Former Croatian Serb leader indicted for war crimes

The UN war crimes tribunal has indicted former Croatian Serb leader Milan Babic for a campaign of ethnic cleansing early in the Balkan wars.

The UN war crimes tribunal has indicted former Croatian Serb leader Milan Babic for a campaign of ethnic cleansing early in the Balkan wars.

Babic, 47, was indicted for crimes against humanity and war crimes, specifically for plotting the persecution, murder and cruel treatment of hundreds of non-Serbs, and the wanton destruction of schools, churches and private property.

If convicted, he faces life imprisonment. The indictment was unsealed in The Hague today after being approved by a judge.

Babic appeared at the Yugoslav tribunal a year ago as a witness against former Yugoslav President Slobodan Milosevic.
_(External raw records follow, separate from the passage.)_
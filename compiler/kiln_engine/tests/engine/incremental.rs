use std::fs;

use kiln_engine::{
    clean, wasm_companion, Capability, LinkReason, MergeReason, PchRebuildReason, Stage,
};
use pretty_assertions::assert_eq;

use crate::sandbox::{names, Sandbox};

fn three() -> Sandbox {
    Sandbox::new(&["a.cpp", "b.cpp", "c.cpp"])
}

#[test]
fn first_build_produces_artifact_pair() {
    let sb = three();
    let report = sb.run().unwrap();

    assert_eq!(names(&report.library.compiled), vec!["a.cpp", "b.cpp", "c.cpp"]);
    assert_eq!(names(&report.sketch.compiled), vec!["sketch.cpp"]);
    assert_eq!(report.compiled_count(), 4);
    assert!(report.archive_rebuilt());
    assert!(report.linked());

    let layout = &sb.config.layout;
    assert!(layout.merged_object().exists());
    assert!(layout.archive().exists());
    assert!(layout.library_metadata().exists());
    assert!(layout.sketch_metadata().exists());
    assert!(layout.link_metadata().exists());
    assert!(layout.output_artifact().exists());
    assert!(wasm_companion(&layout.output_artifact()).exists());
}

#[test]
fn second_run_does_no_work() {
    let sb = three().with_pch();
    sb.settle();

    let report = sb.run().unwrap();
    assert!(report.library.fast_path);
    assert_eq!(report.library.up_to_date.len(), 3);
    assert_eq!(report.compiled_count(), 0);
    assert_eq!(report.up_to_date_count(), 4);
    assert!(!report.pch.as_ref().unwrap().rebuilt());
    assert!(report.archive.is_none());
    assert!(!report.linked());
    assert!(sb.fake.invocations().is_empty());

    let stages: Vec<Stage> = report.timings.iter().map(|t| t.stage).collect();
    assert_eq!(
        stages,
        vec![Stage::Flags, Stage::Pch, Stage::LibraryCompile, Stage::SketchCompile, Stage::Link]
    );
}

#[test]
fn touched_source_rebuilds_only_its_unit() {
    let sb = three();
    sb.settle();

    sb.fake.touch(&sb.lib("b.cpp")).unwrap();
    let report = sb.run().unwrap();
    assert!(!report.library.fast_path);
    assert_eq!(names(&report.library.compiled), vec!["b.cpp"]);
    assert_eq!(report.library.up_to_date.len(), 2);
    assert!(report.sketch.compiled.is_empty());
    assert!(report.archive_rebuilt());
    assert!(report.linked());
    assert_eq!(sb.fake.compiled_sources(), vec![sb.lib("b.cpp")]);
}

#[test]
fn header_change_rebuilds_only_dependents() {
    let sb = three();
    let header = sb.lib("util.h");
    fs::write(&header, "#pragma once\n").unwrap();
    sb.fake.add_dependency(sb.lib("a.cpp"), &header);
    sb.settle();

    sb.fake.touch(&header).unwrap();
    let report = sb.run().unwrap();
    assert_eq!(names(&report.library.compiled), vec!["a.cpp"]);
    assert!(report.archive_rebuilt());
    assert!(report.linked());
}

#[test]
fn deleted_object_rebuilds_that_unit_and_relinks() {
    let sb = three();
    sb.settle();

    fs::remove_file(sb.unit("b.cpp").object).unwrap();
    let report = sb.run().unwrap();
    assert_eq!(names(&report.library.compiled), vec!["b.cpp"]);
    assert_eq!(names(&report.library.up_to_date), vec!["a.cpp", "c.cpp"]);

    let archive = report.archive.as_ref().unwrap();
    assert_eq!(archive.merged, Some(MergeReason::Forced));
    assert!(archive.archived);
    assert_eq!(
        report.link.as_ref().unwrap().reason,
        Some(LinkReason::Forced)
    );
    assert_eq!(sb.fake.count(Capability::PartialLink), 1);
    assert_eq!(sb.fake.count(Capability::Archive), 1);
    assert_eq!(sb.fake.count(Capability::Link), 1);
}

#[test]
fn flag_change_rebuilds_pch_and_every_unit() {
    let mut sb = three().with_pch();
    sb.settle();

    sb.flags.flags.defines.push("DEBUG_LOGGING".to_string());
    let report = sb.run().unwrap();
    assert_eq!(
        report.pch.as_ref().unwrap().reason,
        Some(PchRebuildReason::FlagsChanged)
    );
    assert_eq!(report.library.compiled.len(), 3);
    assert_eq!(report.sketch.compiled.len(), 1);
    assert!(report.linked());
}

#[test]
fn flag_order_does_not_count_as_change() {
    let mut sb = three();
    sb.flags.flags.compiler_flags = vec!["-O2".to_string(), "-fno-exceptions".to_string()];
    sb.settle();

    sb.flags.flags.compiler_flags.reverse();
    let report = sb.run().unwrap();
    assert!(report.library.fast_path);
    assert_eq!(report.compiled_count(), 0);
}

#[test]
fn link_flag_change_only_relinks() {
    let mut sb = three();
    sb.settle();

    sb.flags.flags.link_flags.push("-sALLOW_MEMORY_GROWTH=1".to_string());
    let report = sb.run().unwrap();
    assert!(report.library.fast_path);
    assert_eq!(report.compiled_count(), 0);
    assert_eq!(
        report.link.as_ref().unwrap().reason,
        Some(LinkReason::LinkFlagsChanged)
    );
}

#[test]
fn pch_header_edit_rebuilds_everything_downstream() {
    let sb = three().with_pch();
    sb.settle();

    sb.fake
        .write(&sb.pch_header(), "#pragma once\n#define FEATURE 1\n")
        .unwrap();
    let report = sb.run().unwrap();
    assert_eq!(
        report.pch.as_ref().unwrap().reason,
        Some(PchRebuildReason::HeaderChanged)
    );
    assert!(!report.library.fast_path);
    assert_eq!(report.library.compiled.len(), 3);
    assert_eq!(report.sketch.compiled.len(), 1);
    assert!(report.linked());
}

#[test]
fn compiler_change_rebuilds_pch() {
    let mut sb = three().with_pch();
    sb.settle();

    sb.flags.version = "fake-em++ 2.0".to_string();
    let report = sb.run().unwrap();
    assert!(matches!(
        report.pch.as_ref().unwrap().reason,
        Some(PchRebuildReason::CompilerChanged { .. })
    ));
    assert_eq!(report.compiled_count(), 4);
}

#[test]
fn force_rebuilds_every_stage() {
    let sb = three().with_pch();
    sb.settle();

    let report = sb.run_forced().unwrap();
    assert_eq!(
        report.pch.as_ref().unwrap().reason,
        Some(PchRebuildReason::Forced)
    );
    assert_eq!(report.compiled_count(), 4);
    assert_eq!(
        report.archive.as_ref().unwrap().merged,
        Some(MergeReason::Forced)
    );
    assert_eq!(report.link.as_ref().unwrap().reason, Some(LinkReason::Forced));
}

#[test]
fn sketch_edit_skips_library() {
    let sb = three();
    sb.settle();

    sb.fake.touch(&sb.sketch_source()).unwrap();
    let report = sb.run().unwrap();
    assert!(report.library.fast_path);
    assert!(report.archive.is_none());
    assert_eq!(names(&report.sketch.compiled), vec!["sketch.cpp"]);
    assert!(report.linked());
    assert_eq!(sb.fake.compiled_sources(), vec![sb.sketch_source()]);
}

#[test]
fn added_source_compiles_and_rearchives() {
    let sb = three();
    sb.settle();

    fs::write(sb.lib("d.cpp"), "int d;\n").unwrap();
    let report = sb.run().unwrap();
    assert_eq!(names(&report.library.compiled), vec!["d.cpp"]);
    assert!(report.archive_rebuilt());
    assert!(report.linked());
}

#[test]
fn removed_source_rearchives_without_compiling() {
    let sb = three();
    sb.settle();

    fs::remove_file(sb.lib("c.cpp")).unwrap();
    let report = sb.run().unwrap();
    assert!(!report.library.fast_path);
    assert!(report.library.compiled.is_empty());
    assert_eq!(
        report.archive.as_ref().unwrap().merged,
        Some(MergeReason::Forced)
    );
    assert!(report.linked());

    let rsp = fs::read_to_string(sb.config.layout.response_file()).unwrap();
    assert_eq!(rsp.lines().count(), 2);
}

#[test]
fn deleted_artifact_relinks_only() {
    let sb = three();
    sb.settle();

    fs::remove_file(wasm_companion(&sb.config.layout.output_artifact())).unwrap();
    let report = sb.run().unwrap();
    assert_eq!(report.compiled_count(), 0);
    assert!(matches!(
        report.link.as_ref().unwrap().reason,
        Some(LinkReason::OutputMissing(_))
    ));
}

#[test]
fn clean_then_build_starts_over() {
    let sb = three();
    sb.settle();

    clean(&sb.config.layout).unwrap();
    assert!(!sb.config.layout.build_dir().exists());
    clean(&sb.config.layout).unwrap();

    let report = sb.run().unwrap();
    assert_eq!(report.compiled_count(), 4);
    assert!(report.linked());
}

#[test]
fn deleted_merged_object_is_remerged_before_linking() {
    let sb = three();
    sb.settle();
    let merged = sb.config.layout.merged_object();

    fs::remove_file(&merged).unwrap();
    sb.fake.touch(&sb.sketch_source()).unwrap();
    let report = sb.run().unwrap();

    assert!(!report.library.fast_path);
    assert!(report.library.compiled.is_empty());
    let archive = report.archive.as_ref().unwrap();
    assert_eq!(archive.merged, Some(MergeReason::MergedMissing));
    assert!(archive.archived);
    assert!(merged.exists());
    assert!(report.linked());

    // The merge and archive ran before the link.
    let order: Vec<Capability> = sb.fake.invocations().iter().map(|i| i.capability).collect();
    let link_at = order.iter().position(|c| *c == Capability::Link).unwrap();
    let archive_at = order.iter().position(|c| *c == Capability::Archive).unwrap();
    assert!(archive_at < link_at);
}

#[test]
fn nested_and_underscored_sources_archive_separately() {
    let sb = Sandbox::new(&["a_b.cpp"]);
    fs::create_dir_all(sb.lib("a")).unwrap();
    fs::write(sb.lib("a/b.cpp"), "int nested;\n").unwrap();

    let report = sb.run().unwrap();
    assert_eq!(report.library.compiled.len(), 2);
    assert_ne!(sb.unit("a_b.cpp").object, sb.unit("a/b.cpp").object);

    let rsp = fs::read_to_string(sb.config.layout.response_file()).unwrap();
    let mut members: Vec<&str> = rsp.lines().collect();
    members.sort_unstable();
    members.dedup();
    assert_eq!(members.len(), 2);
}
He was a senior Croatian Serb leader who became president of the breakaway Republic of Krajina when the Serb minority revolted after Croatia broke away from Yugoslavia in 1991.

During the ensuing war that lasted until 1995, Croatian Serb forces seized parts of the country with the backing of the Yugoslav army.
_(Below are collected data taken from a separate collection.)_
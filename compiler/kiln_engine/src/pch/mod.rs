//! Precompiled header lifecycle.
//!
//! A precompiled header is reused only when everything it was built from is
//! unchanged. Triggers, first match wins:
//!
//! 1. forced
//! 2. artifact missing
//! 3. no metadata record (corrupt counts as none)
//! 4. header content hash changed
//! 5. flags hash changed
//! 6. compiler version changed
//! 7. the depfile is at least as new as the artifact and lists a dependency
//!    that is missing or newer than the artifact
//!
//! Content hashing covers edits that keep the header's mtime; the depfile
//! check covers edits to headers the precompiled header includes.

use std::fmt;
use std::path::PathBuf;

use crate::cancel::CancelToken;
use crate::depfile::Depfile;
use crate::error::{BuildError, BuildResult};
use crate::flags::BuildFlags;
use crate::hash::hash_file;
use crate::layout::BuildLayout;
use crate::metadata::{AuxFile, MetadataFile, PchMetadata};
use crate::stamp;
use crate::toolchain::{Capability, HeaderJob, Toolchain};

/// Where one precompiled header and its bookkeeping live.
#[derive(Clone, Debug, PartialEq, Eq)]
pub struct PchArtifact {
    pub header: PathBuf,
    pub output: PathBuf,
    pub depfile: PathBuf,
    pub metadata: PathBuf,
}

impl PchArtifact {
    pub fn new(header: impl Into<PathBuf>, layout: &BuildLayout) -> Self {
        PchArtifact {
            header: header.into(),
            output: layout.pch_output(),
            depfile: layout.pch_depfile(),
            metadata: layout.pch_metadata(),
        }
    }
}

#[derive(Clone, Debug, PartialEq, Eq)]
pub enum PchRebuildReason {
    Forced,
    ArtifactMissing,
    NoMetadata,
    HeaderChanged,
    FlagsChanged,
    CompilerChanged { was: String, now: String },
    DependencyMissing(PathBuf),
    DependencyNewer(PathBuf),
    /// The depfile is newer than the artifact but cannot be parsed.
    MalformedDepfile,
}

impl fmt::Display for PchRebuildReason {
    fn fmt(&self, f: &mut fmt::Formatter<'_>) -> fmt::Result {
        match self {
            PchRebuildReason::Forced => f.write_str("forced rebuild"),
            PchRebuildReason::ArtifactMissing => f.write_str("precompiled header missing"),
            PchRebuildReason::NoMetadata => f.write_str("no metadata from a previous build"),
            PchRebuildReason::HeaderChanged => f.write_str("header content changed"),
            PchRebuildReason::FlagsChanged => f.write_str("compiler flags changed"),
            PchRebuildReason::CompilerChanged { was, now } => {
                write!(f, "compiler changed from '{was}' to '{now}'")
            }
            PchRebuildReason::DependencyMissing(dep) => {
                write!(f, "dependency '{}' no longer exists", dep.display())
            }
            PchRebuildReason::DependencyNewer(dep) => {
                write!(f, "dependency '{}' is newer", dep.display())
            }
            PchRebuildReason::MalformedDepfile => f.write_str("depfile is unreadable"),
        }
    }
}

#[derive(Clone, Debug, PartialEq, Eq)]
pub struct PchOutcome {
    /// Why it was rebuilt; `None` when reused.
    pub reason: Option<PchRebuildReason>,
    pub artifact: PathBuf,
}

impl PchOutcome {
    pub fn rebuilt(&self) -> bool {
        self.reason.is_some()
    }
}

pub struct PchManager<'a> {
    toolchain: &'a dyn Toolchain,
    cancel: CancelToken,
}

impl<'a> PchManager<'a> {
    pub fn new(toolchain: &'a dyn Toolchain, cancel: CancelToken) -> Self {
        PchManager { toolchain, cancel }
    }

    /// Why `artifact` must be rebuilt for the `current` inputs, if at all.
    pub fn check(
        &self,
        artifact: &PchArtifact,
        current: &PchMetadata,
        force: bool,
    ) -> Option<PchRebuildReason> {
        if force {
            return Some(PchRebuildReason::Forced);
        }
        let Some(output_time) = stamp::modified(&artifact.output) else {
            return Some(PchRebuildReason::ArtifactMissing);
        };
        let Some(recorded) = PchMetadata::load(&artifact.metadata).into_option() else {
            return Some(PchRebuildReason::NoMetadata);
        };
        if recorded.header_content_hash != current.header_content_hash {
            return Some(PchRebuildReason::HeaderChanged);
        }
        if recorded.flags_hash != current.flags_hash {
            return Some(PchRebuildReason::FlagsChanged);
        }
        if recorded.compiler_version != current.compiler_version {
            return Some(PchRebuildReason::CompilerChanged {
                was: recorded.compiler_version,
                now: current.compiler_version.clone(),
            });
        }

        // A depfile older than the artifact belongs to an earlier build.
        match stamp::modified(&artifact.depfile) {
            Some(depfile_time) if depfile_time >= output_time => {}
            _ => return None,
        }
        let depfile = match Depfile::read(&artifact.depfile) {
            AuxFile::Present(depfile) => depfile,
            AuxFile::Missing => return None,
            AuxFile::Malformed(_) => return Some(PchRebuildReason::MalformedDepfile),
        };
        for dep in &depfile.dependencies {
            match stamp::modified(dep) {
                None => return Some(PchRebuildReason::DependencyMissing(dep.clone())),
                Some(t) if t > output_time => {
                    return Some(PchRebuildReason::DependencyNewer(dep.clone()))
                }
                Some(_) => {}
            }
        }
        None
    }

    /// Make sure `artifact` is valid for `flags` and `compiler_version`,
    /// rebuilding it if any trigger fires.
    #[tracing::instrument(level = "info", skip_all, fields(header = %artifact.header.display()))]
    pub fn ensure(
        &self,
        artifact: &PchArtifact,
        flags: &BuildFlags,
        compiler_version: &str,
        force: bool,
    ) -> BuildResult<PchOutcome> {
        if !artifact.header.is_file() {
            return Err(BuildError::missing(&artifact.header, "precompiled header source"));
        }
        let current = PchMetadata {
            header_content_hash: hash_file(&artifact.header)?,
            flags_hash: flags.flags_hash(),
            compiler_version: compiler_version.to_string(),
        };

        let Some(reason) = self.check(artifact, &current, force) else {
            tracing::debug!("precompiled header up to date");
            return Ok(PchOutcome {
                reason: None,
                artifact: artifact.output.clone(),
            });
        };

        tracing::info!(%reason, "rebuilding precompiled header");
        self.compile(artifact, flags)?;
        current.save(&artifact.metadata)?;

        Ok(PchOutcome {
            reason: Some(reason),
            artifact: artifact.output.clone(),
        })
    }

    fn compile(&self, artifact: &PchArtifact, flags: &BuildFlags) -> BuildResult<()> {
        if let Some(dir) = artifact.output.parent() {
            stamp::ensure_dir(dir)?;
        }
        let staged = stamp::staging_path(&artifact.output);
        stamp::remove_if_exists(&staged)?;

        let subject = artifact.header.display().to_string();
        let args = flags.compile_args();
        let job = HeaderJob {
            header: &artifact.header,
            output: &staged,
            depfile: &artifact.depfile,
            flags: &args,
        };
        let result = self
            .toolchain
            .compile_header(&job, &self.cancel)
            .and_then(|out| out.check(Capability::CompileHeader, &subject))
            .and_then(|_| {
                stamp::promote_staged(Capability::CompileHeader, &subject, &staged, &artifact.output)
            });
        if result.is_err() {
            let _ = stamp::remove_if_exists(&staged);
        }
        result
    }
}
Prosecutors said Babic “participated in a joint criminal enterprise” to remove Croats and other non-Serb people from parts of Croatia “to make them part of a new Serb-dominated state.” Another participant of the conspiracy was Milosevic, then president of Serbia, Yugoslavia’s dominant republic.
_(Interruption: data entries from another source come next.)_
//! Emscripten driver (`em++` and `emar`).
//!
//! Command shapes:
//!
//! ```text
//! header:       em++ -x c++-header <header> -o <pch> -MD -MF <depfile> <flags>
//! unit:         em++ -c <source> -o <object> -MD -MF <depfile> [-include-pch <pch>] <flags>
//! partial link: em++ -r @<rsp> -o <merged.o>
//! archive:      emar rcs --thin <archive> <members>
//! link:         em++ <objects> <archives> -o <out.js> <link flags>
//! ```
//!
//! Linking to `<name>.js` makes `em++` write the `<name>.wasm` payload next
//! to it.

use std::path::{Path, PathBuf};
use std::process::Command;

use crate::cancel::CancelToken;
use crate::error::BuildResult;

use super::process::run_command;
use super::{Capability, HeaderJob, LinkJob, ToolOutput, Toolchain, UnitJob};

#[derive(Clone, Debug)]
pub struct EmscriptenToolchain {
    compiler: PathBuf,
    archiver: PathBuf,
}

impl Default for EmscriptenToolchain {
    fn default() -> Self {
        Self::new()
    }
}

impl EmscriptenToolchain {
    /// Use `em++` and `emar` from `PATH`.
    pub fn new() -> Self {
        EmscriptenToolchain {
            compiler: PathBuf::from("em++"),
            archiver: PathBuf::from("emar"),
        }
    }

    #[must_use]
    pub fn with_compiler(mut self, compiler: impl Into<PathBuf>) -> Self {
        self.compiler = compiler.into();
        self
    }

    #[must_use]
    pub fn with_archiver(mut self, archiver: impl Into<PathBuf>) -> Self {
        self.archiver = archiver.into();
        self
    }

    fn header_command(&self, job: &HeaderJob<'_>) -> Command {
        let mut cmd = Command::new(&self.compiler);
        cmd.arg("-x")
            .arg("c++-header")
            .arg(job.header)
            .arg("-o")
            .arg(job.output)
            .arg("-MD")
            .arg("-MF")
            .arg(job.depfile)
            .args(job.flags);
        cmd
    }

    fn unit_command(&self, job: &UnitJob<'_>) -> Command {
        let mut cmd = Command::new(&self.compiler);
        cmd.arg("-c")
            .arg(job.source)
            .arg("-o")
            .arg(job.object)
            .arg("-MD")
            .arg("-MF")
            .arg(job.depfile);
        if let Some(pch) = job.pch {
            cmd.arg("-include-pch").arg(pch);
        }
        cmd.args(job.flags);
        cmd
    }

    fn partial_link_command(&self, response_file: &Path, output: &Path) -> Command {
        let mut rsp = std::ffi::OsString::from("@");
        rsp.push(response_file);
        let mut cmd = Command::new(&self.compiler);
        cmd.arg("-r").arg(rsp).arg("-o").arg(output);
        cmd
    }

    fn archive_command(&self, members: &[PathBuf], archive: &Path) -> Command {
        let mut cmd = Command::new(&self.archiver);
        cmd.arg("rcs").arg("--thin").arg(archive).args(members);
        cmd
    }

    fn link_command(&self, job: &LinkJob<'_>) -> Command {
        let mut cmd = Command::new(&self.compiler);
        cmd.args(job.objects)
            .args(job.archives)
            .arg("-o")
            .arg(job.output)
            .args(job.link_flags);
        cmd
    }
}

impl Toolchain for EmscriptenToolchain {
    fn version(&self) -> BuildResult<String> {
        let mut cmd = Command::new(&self.compiler);
        cmd.arg("--version");
        let output = run_command(cmd, &CancelToken::new())?
            .check(Capability::Version, &self.compiler.display().to_string())?;
        Ok(first_line(&output.stdout))
    }

    fn compile_header(&self, job: &HeaderJob<'_>, cancel: &CancelToken) -> BuildResult<ToolOutput> {
        run_command(self.header_command(job), cancel)
    }

    fn compile_unit(&self, job: &UnitJob<'_>, cancel: &CancelToken) -> BuildResult<ToolOutput> {
        run_command(self.unit_command(job), cancel)
    }

    fn partial_link(
        &self,
        response_file: &Path,
        output: &Path,
        cancel: &CancelToken,
    ) -> BuildResult<ToolOutput> {
        run_command(self.partial_link_command(response_file, output), cancel)
    }

    fn archive(
        &self,
        members: &[PathBuf],
        archive: &Path,
        cancel: &CancelToken,
    ) -> BuildResult<ToolOutput> {
        run_command(self.archive_command(members, archive), cancel)
    }

    fn link(&self, job: &LinkJob<'_>, cancel: &CancelToken) -> BuildResult<ToolOutput> {
        run_command(self.link_command(job), cancel)
    }
}

fn first_line(text: &str) -> String {
    text.lines()
        .map(str::trim)
        .find(|l| !l.is_empty())
        .unwrap_or_default()
        .to_string()
}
Among the crimes alleged in Babic’s indictment, prosecutors cited an incident in October 1991 when Serb forces took 56 non-Serb civilians to a spot near the village of Bacin and killed them.

The following month, Serb forces moved from house to house in the village of Skabrnja, killing 38 non-Serbs in their homes or in the street. Over the next three months, the last 26 Croats in Skabrnja, all of them old or infirm, were murdered, the indictment said.

The indictment lists the names of nearly 200 victims killed in incidents in late 1991 and early 1992.

At the urging of Milosevic, Babic was sacked as president of Krajina in 1992. Though he remained in politics, he lost much of his power.

Babic testified against Milosevic at his war crimes trial in 2002, asserting that Milosevic played a key political and military role behind the scenes in the Serb revolt in Croatia, despite Milosevic’s denial.

“You dragged the Serb people into war,” Babic said, charging that Milosevic failed to protect the Serbs. “You brought shame on the Serbs.”

Milosevic’s trial on 66 counts of war crimes is expected to last until 2006.

Babic fled to Belgrade shortly before the Croatian army retook Krajina in 1995, and has lived in seclusion since testifying against Milosevic.

A dentist before the war, he reportedly moved to a Belgrade suburb where he grew mushrooms on a cousin’s farm.